Facility would provide emergency service that has been discontinued by two other providers.
Kyle Centre
Kyle Centre has been in need of major repairs since 2013. Now Port Moody is considering using it for a warming shelter pilot program.

Port Moody’s Kyle Centre could become a warming shelter for homeless people looking to get out of the cold winter weather.

In a report to be presented to council on Tuesday, Ron Higo, the city’s acting general manager of community services, said the 42-year-old facility has been identified by staff as the most suitable location for a pilot program to run from January to March 2021.

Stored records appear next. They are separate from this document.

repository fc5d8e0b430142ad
mod common;
mod routing;
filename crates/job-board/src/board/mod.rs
//! Job board core: public listings, applicant intake, the organization portal and the admin
//! back office.
//!
//! The query and aggregation engines are pure functions over in-memory collections. Everything
//! that touches I/O goes through three narrow seams: [`BoardStore`] for rows,
//! [`IdentityProvider`] for accounts and [`ResumeStorage`] for uploaded files. The
//! [`JobBoardService`] composes them and [`board_router`] exposes it over HTTP.

pub mod analytics;
pub mod domain;
pub mod error;
pub mod export;
pub mod identity;
pub mod lifecycle;
pub mod memory;
pub mod query;
pub mod repository;
pub mod router;
pub mod service;
pub mod storage;
pub mod tables;

#[cfg(test)]
mod tests;

pub use analytics::{
    AdminOverview, AnalyticsReport, DashboardStats, OrganizationActivity, PlatformTotals,
    StatusBreakdown,
};
pub use domain::{
    AdminUser, Applicant, Application, ApplicationId, ApplicationStatus, ApplicationSubmission,
    ApplicationWithJob, Job, JobDraft, JobId, JobStatus, JobSummary, JobType, JobWithCounts,
    Organization, OrganizationId, OrganizationSignup, OrganizationStatus, SiteSetting, UserId,
};
pub use error::{AuthorizationError, BoardError, ValidationError};
pub use identity::{resolve_actor, Actor, AuthUser, IdentityError, IdentityProvider, Session};
pub use lifecycle::{StatusChange, StatusTracked};
pub use memory::{MemoryIdentityProvider, MemoryResumeStorage, MemoryStore};
pub use query::{
    filter_sort, JobSort, PageRequest, QueryCriteria, QueryPage, RecordSort, ALL,
    DEFAULT_PAGE_SIZE,
};
pub use repository::{
    ApplicationFilter, BoardStore, JobFilter, OrganizationFilter, Ownership, Recency,
    RepositoryError, StatusPatch,
};
pub use router::board_router;
pub use service::{BoardPolicy, JobBoardService, JobsExport, OrganizationSession};
pub use storage::{
    ResumePolicy, ResumeStorage, ResumeUpload, StorageError, StoredResume,
    DEFAULT_RESUME_MAX_BYTES,
};
pub use tables::{ApplicationReviewTable, JobPostingTable, OrganizationDirectory};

Higo’s report said the Kyle Centre is close to transit routes, has a large interior space and kitchen to allow for physical distancing as well as multiple bathrooms. It’s also close to Eagle Ridge Hospital, is equipped with chairs and tables, and is already regularly maintained by staff. 

Higo said the warming centre would be able to host a maximum of eight people between the hours of 9 a.m. and 7 p.m. It would be operational when temperatures reach 0°C, when rainfall makes it difficult for people living outside to stay dry, or when there are high winds.

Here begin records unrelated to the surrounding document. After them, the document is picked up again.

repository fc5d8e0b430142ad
use chrono::{DateTime, Utc};
use serde::{Deserialize, Serialize};

use super::domain::{
    AdminUser, Application, ApplicationId, ApplicationStatus, Job, JobId, JobStatus,
    Organization, OrganizationId, OrganizationStatus, SiteSetting, UserId,
};

/// Storage abstraction over the relational backend so the service can be exercised in
/// isolation.
///
/// Every method is a single row-level round trip. Scoping (organization ownership, applicant
/// identity) is expressed through the filter structs so implementations can push it into their
/// `WHERE` clauses.
pub trait BoardStore: Send + Sync {
    fn insert_job(&self, job: Job) -> Result<Job, RepositoryError>;
    fn update_job(&self, job: Job) -> Result<Job, RepositoryError>;
    /// Writes only `status` and `updated_at`, leaving concurrent edits to other columns intact.
    fn patch_job_status(
        &self,
        id: &JobId,
        patch: StatusPatch<JobStatus>,
    ) -> Result<Job, RepositoryError>;
    fn fetch_job(&self, id: &JobId) -> Result<Option<Job>, RepositoryError>;
    /// Removes the job and every application submitted against it.
    fn delete_job(&self, id: &JobId) -> Result<(), RepositoryError>;
    fn select_jobs(&self, filter: &JobFilter) -> Result<Vec<Job>, RepositoryError>;
    fn count_jobs(&self, filter: &JobFilter) -> Result<usize, RepositoryError>;

    fn insert_application(&self, application: Application)
        -> Result<Application, RepositoryError>;
    fn patch_application_status(
        &self,
        id: &ApplicationId,
        patch: StatusPatch<ApplicationStatus>,
    ) -> Result<Application, RepositoryError>;
    fn fetch_application(&self, id: &ApplicationId)
        -> Result<Option<Application>, RepositoryError>;
    fn select_applications(
        &self,
        filter: &ApplicationFilter,
    ) -> Result<Vec<Application>, RepositoryError>;
    fn count_applications(&self, filter: &ApplicationFilter) -> Result<usize, RepositoryError>;

    /// Fails with [`RepositoryError::Conflict`] when the email is already registered.
    fn insert_organization(
        &self,
        organization: Organization,
    ) -> Result<Organization, RepositoryError>;
    fn patch_organization_status(
        &self,
        id: &OrganizationId,
        patch: StatusPatch<OrganizationStatus>,
    ) -> Result<Organization, RepositoryError>;
    fn fetch_organization(
        &self,
        id: &OrganizationId,
    ) -> Result<Option<Organization>, RepositoryError>;
    fn fetch_organization_by_email(
        &self,
        email: &str,
    ) -> Result<Option<Organization>, RepositoryError>;
    fn select_organizations(
        &self,
        filter: &OrganizationFilter,
    ) -> Result<Vec<Organization>, RepositoryError>;
    fn count_organizations(&self, filter: &OrganizationFilter) -> Result<usize, RepositoryError>;

    fn fetch_admin(&self, id: &UserId) -> Result<Option<AdminUser>, RepositoryError>;

    fn select_settings(&self) -> Result<Vec<SiteSetting>, RepositoryError>;
    /// Replaces the value of an existing key; unknown keys are [`RepositoryError::NotFound`].
    fn update_setting(&self, key: &str, value: String) -> Result<SiteSetting, RepositoryError>;
}

/// Single-column status update, `UPDATE ... SET status = $1, updated_at = $2 WHERE id = $3`.
#[derive(Debug, Clone, Copy, PartialEq, Eq)]
pub struct StatusPatch<S> {
    pub status: S,
    pub updated_at: DateTime<Utc>,
}

impl<S> StatusPatch<S> {
    pub fn new(status: S, updated_at: DateTime<Utc>) -> Self {
        Self { status, updated_at }
    }
}

/// Error enumeration for repository failures.
#[derive(Debug, thiserror::Error)]
pub enum RepositoryError {
    #[error("conflict: {0}")]
    Conflict(String),
    #[error("record not found")]
    NotFound,
    #[error("repository unavailable: {0}")]
    Unavailable(String),
}

/// Row ordering on the entity's primary timestamp.
#[derive(Debug, Clone, Copy, Default, PartialEq, Eq, Serialize, Deserialize)]
pub enum Recency {
    #[default]
    NewestFirst,
    OldestFirst,
}

/// Null-check on a job's owning organization.
#[derive(Debug, Clone, Default, PartialEq, Eq)]
pub enum Ownership {
    #[default]
    Any,
    /// `organization_id IS NULL`: admin-seeded postings.
    Unowned,
    OwnedBy(OrganizationId),
}

impl Ownership {
    fn matches(&self, owner: Option<&OrganizationId>) -> bool {
        match self {
            Self::Any => true,
            Self::Unowned => owner.is_none(),
            Self::OwnedBy(id) => owner == Some(id),
        }
    }
}

#[derive(Debug, Clone, Default, PartialEq, Eq)]
pub struct JobFilter {
    pub status: Option<JobStatus>,
    pub ownership: Ownership,
    /// Membership (`id IN (...)`).
    pub ids: Option<Vec<JobId>>,
    pub recency: Recency,
    pub limit: Option<usize>,
}

impl JobFilter {
    /// Jobs visible on the public board.
    pub fn public() -> Self {
        Self {
            status: Some(JobStatus::Active),
            ..Self::default()
        }
    }

    pub fn owned_by(organization_id: OrganizationId) -> Self {
        Self {
            ownership: Ownership::OwnedBy(organization_id),
            ..Self::default()
        }
    }

    pub fn matches(&self, job: &Job) -> bool {
        self.status.map_or(true, |status| job.status == status)
            && self.ownership.matches(job.organization_id.as_ref())
            && self
                .ids
                .as_ref()
                .map_or(true, |ids| ids.contains(&job.id))
    }

    /// Applies ordering and `limit` to rows that already passed [`JobFilter::matches`].
    pub fn window(&self, mut jobs: Vec<Job>) -> Vec<Job> {
        match self.recency {
            Recency::NewestFirst => jobs.sort_by(|a, b| b.posted_date.cmp(&a.posted_date)),
            Recency::OldestFirst => jobs.sort_by(|a, b| a.posted_date.cmp(&b.posted_date)),
        }
        truncate(jobs, self.limit)
    }
}

#[derive(Debug, Clone, Default, PartialEq, Eq)]
pub struct ApplicationFilter {
    pub job_id: Option<JobId>,
    /// Membership (`job_id IN (...)`); an empty list matches nothing.
    pub job_ids: Option<Vec<JobId>>,
    pub email: Option<String>,
    pub user_id: Option<UserId>,
    /// `user_id IS NOT NULL`.
    pub registered_only: bool,
    pub status: Option<ApplicationStatus>,
    pub recency: Recency,
    pub limit: Option<usize>,
}

impl ApplicationFilter {
    pub fn for_job(job_id: JobId) -> Self {
        Self {
            job_id: Some(job_id),
            ..Self::default()
        }
    }

    pub fn for_jobs(job_ids: Vec<JobId>) -> Self {
        Self {
            job_ids: Some(job_ids),
            ..Self::default()
        }
    }

    pub fn for_email(email: impl Into<String>) -> Self {
        Self {
            email: Some(email.into()),
            ..Self::default()
        }
    }

    pub fn for_user(user_id: UserId) -> Self {
        Self {
            user_id: Some(user_id),
            ..Self::default()
        }
    }

    pub fn matches(&self, application: &Application) -> bool {
        self.job_id
            .as_ref()
            .map_or(true, |id| &application.job_id == id)
            && self
                .job_ids
                .as_ref()
                .map_or(true, |ids| ids.contains(&application.job_id))
            && self
                .email
                .as_deref()
                .map_or(true, |email| application.email == email)
            && self
                .user_id
                .as_ref()
                .map_or(true, |id| application.user_id.as_ref() == Some(id))
            && (!self.registered_only || application.user_id.is_some())
            && self
                .status
                .map_or(true, |status| application.status == status)
    }

    pub fn window(&self, mut applications: Vec<Application>) -> Vec<Application> {
        match self.recency {
            Recency::NewestFirst => {
                applications.sort_by(|a, b| b.applied_at.cmp(&a.applied_at))
            }
            Recency::OldestFirst => {
                applications.sort_by(|a, b| a.applied_at.cmp(&b.applied_at))
            }
        }
        truncate(applications, self.limit)
    }
}

#[derive(Debug, Clone, Default, PartialEq, Eq)]
pub struct OrganizationFilter {
    pub status: Option<OrganizationStatus>,
    pub recency: Recency,
    pub limit: Option<usize>,
}

impl OrganizationFilter {
    pub fn matches(&self, organization: &Organization) -> bool {
        self.status
            .map_or(true, |status| organization.status == status)
    }

    pub fn window(&self, mut organizations: Vec<Organization>) -> Vec<Organization> {
        match self.recency {
            Recency::NewestFirst => {
                organizations.sort_by(|a, b| b.created_at.cmp(&a.created_at))
            }
            Recency::OldestFirst => {
                organizations.sort_by(|a, b| a.created_at.cmp(&b.created_at))
            }
        }
        truncate(organizations, self.limit)
    }
}

fn truncate<T>(mut rows: Vec<T>, limit: Option<usize>) -> Vec<T> {
    if let Some(limit) = limit {
        rows.truncate(limit);
    }
    rows
}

Higo said the pilot project would cost $43,941, based upon 60 days of occupancy, including the cost of food like pre-made sandwiches and non-perishable snacks such as granola bars and hot chocolate. More than half the budget — $31,500 — would pay for two shelter workers and a part-time administrator.

In his report, Higo admitted daytime art classes that currently use the centre would have to close when it’s being used as a warming shelter. 

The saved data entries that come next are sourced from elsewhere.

use std::cmp::Ordering;
use std::str::FromStr;

use super::criteria::SortKey;
use super::engine::{collate, Queryable};
use crate::board::analytics::OrganizationActivity;
use crate::board::domain::{Applicant, ApplicationWithJob, Job};
use crate::board::error::ValidationError;

/// Sort orders offered by the public job browser.
#[derive(Debug, Clone, Copy, PartialEq, Eq, Default)]
pub enum JobSort {
    #[default]
    DateDesc,
    DateAsc,
    TitleAsc,
    TitleDesc,
}

impl SortKey for JobSort {
    fn as_str(self) -> &'static str {
        match self {
            Self::DateDesc => "date-desc",
            Self::DateAsc => "date-asc",
            Self::TitleAsc => "title-asc",
            Self::TitleDesc => "title-desc",
        }
    }
}

impl FromStr for JobSort {
    type Err = ValidationError;

    fn from_str(value: &str) -> Result<Self, Self::Err> {
        match value {
            "date-desc" => Ok(Self::DateDesc),
            "date-asc" => Ok(Self::DateAsc),
            "title-asc" => Ok(Self::TitleAsc),
            "title-desc" => Ok(Self::TitleDesc),
            other => Err(ValidationError::UnknownSortKey(other.to_string())),
        }
    }
}

/// Sort orders shared by the review tables (applications, organizations, applicants).
#[derive(Debug, Clone, Copy, PartialEq, Eq, Default)]
pub enum RecordSort {
    #[default]
    DateDesc,
    DateAsc,
    NameAsc,
    NameDesc,
}

impl SortKey for RecordSort {
    fn as_str(self) -> &'static str {
        match self {
            Self::DateDesc => "date-desc",
            Self::DateAsc => "date-asc",
            Self::NameAsc => "name-asc",
            Self::NameDesc => "name-desc",
        }
    }
}

impl FromStr for RecordSort {
    type Err = ValidationError;

    fn from_str(value: &str) -> Result<Self, Self::Err> {
        match value {
            "date-desc" => Ok(Self::DateDesc),
            "date-asc" => Ok(Self::DateAsc),
            "name-asc" => Ok(Self::NameAsc),
            "name-desc" => Ok(Self::NameDesc),
            other => Err(ValidationError::UnknownSortKey(other.to_string())),
        }
    }
}

impl Queryable for Job {
    type Sort = JobSort;

    const FILTERS: &'static [&'static str] = &["department", "type", "location", "status"];

    fn search_fields(&self) -> Vec<&str> {
        vec![
            self.title.as_str(),
            self.department.as_str(),
            self.location.as_str(),
        ]
    }

    fn filter_value(&self, name: &str) -> Option<&str> {
        match name {
            "department" => Some(self.department.as_str()),
            "type" => Some(self.job_type.as_str()),
            "location" => Some(self.location.as_str()),
            "status" => Some(self.status.as_str()),
            _ => None,
        }
    }

    fn compare(&self, other: &Self, sort: JobSort) -> Ordering {
        match sort {
            JobSort::DateDesc => other.posted_date.cmp(&self.posted_date),
            JobSort::DateAsc => self.posted_date.cmp(&other.posted_date),
            JobSort::TitleAsc => collate(&self.title, &other.title),
            JobSort::TitleDesc => collate(&other.title, &self.title),
        }
    }
}

impl Queryable for ApplicationWithJob {
    type Sort = RecordSort;

    const FILTERS: &'static [&'static str] = &["status", "department", "job_id"];

    fn search_fields(&self) -> Vec<&str> {
        vec![
            self.application.full_name.as_str(),
            self.application.email.as_str(),
            self.job.title.as_str(),
        ]
    }

    fn filter_value(&self, name: &str) -> Option<&str> {
        match name {
            "status" => Some(self.application.status.as_str()),
            "department" => Some(self.job.department.as_str()),
            "job_id" => Some(self.job.id.as_str()),
            _ => None,
        }
    }

    fn compare(&self, other: &Self, sort: RecordSort) -> Ordering {
        let (a, b) = (&self.application, &other.application);
        match sort {
            RecordSort::DateDesc => b.applied_at.cmp(&a.applied_at),
            RecordSort::DateAsc => a.applied_at.cmp(&b.applied_at),
            RecordSort::NameAsc => collate(&a.full_name, &b.full_name),
            RecordSort::NameDesc => collate(&b.full_name, &a.full_name),
        }
    }
}

impl Queryable for OrganizationActivity {
    type Sort = RecordSort;

    const FILTERS: &'static [&'static str] = &["status"];

    fn search_fields(&self) -> Vec<&str> {
        let org = &self.organization;
        vec![
            org.company_name.as_str(),
            org.email.as_str(),
            org.contact_person.as_str(),
        ]
    }

    fn filter_value(&self, name: &str) -> Option<&str> {
        match name {
            "status" => Some(self.organization.status.as_str()),
            _ => None,
        }
    }

    fn compare(&self, other: &Self, sort: RecordSort) -> Ordering {
        let (a, b) = (&self.organization, &other.organization);
        match sort {
            RecordSort::DateDesc => b.created_at.cmp(&a.created_at),
            RecordSort::DateAsc => a.created_at.cmp(&b.created_at),
            RecordSort::NameAsc => collate(&a.company_name, &b.company_name),
            RecordSort::NameDesc => collate(&b.company_name, &a.company_name),
        }
    }
}

impl Queryable for Applicant {
    type Sort = RecordSort;

    const FILTERS: &'static [&'static str] = &[];

    fn search_fields(&self) -> Vec<&str> {
        vec![self.email.as_str(), self.full_name.as_str()]
    }

    fn filter_value(&self, _name: &str) -> Option<&str> {
        None
    }

    fn compare(&self, other: &Self, sort: RecordSort) -> Ordering {
        match sort {
            RecordSort::DateDesc => other.first_applied_at.cmp(&self.first_applied_at),
            RecordSort::DateAsc => self.first_applied_at.cmp(&other.first_applied_at),
            RecordSort::NameAsc => collate(&self.full_name, &other.full_name),
            RecordSort::NameDesc => collate(&other.full_name, &self.full_name),
        }
    }
}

“Last-minute closure of Kyle Centre to these programs will have a negative impact upon their revenue and customer satisfaction,” he said.

Higo said COVID-19 restrictions have made it difficult for existing warming shelters in the Tri-Cities to operate. Hope for Freedom closed its program because it couldn’t abide to physical distancing requirements; an overflow shelter operated by Trinity Church in Port Coquitlam also closed out of concern it couldn’t handle a potential increase in demand.

“There is currently no daytime warming shelter program offered for homeless community members in the Tri-Cities,” Higo said, adding other options were considered like converting event tents already owned by the city. 

But tents pose a fire risk, he said.

In October, a developer seeking to build a six-storey rental complex across the street from Kyle Centre pitched a proposal to refurbish the structure in exchange for consideration of a project larger than the planned 148 units in the project. The centre has been in need of major repairs as far back as 2013, and protective tarps cover much of its roof.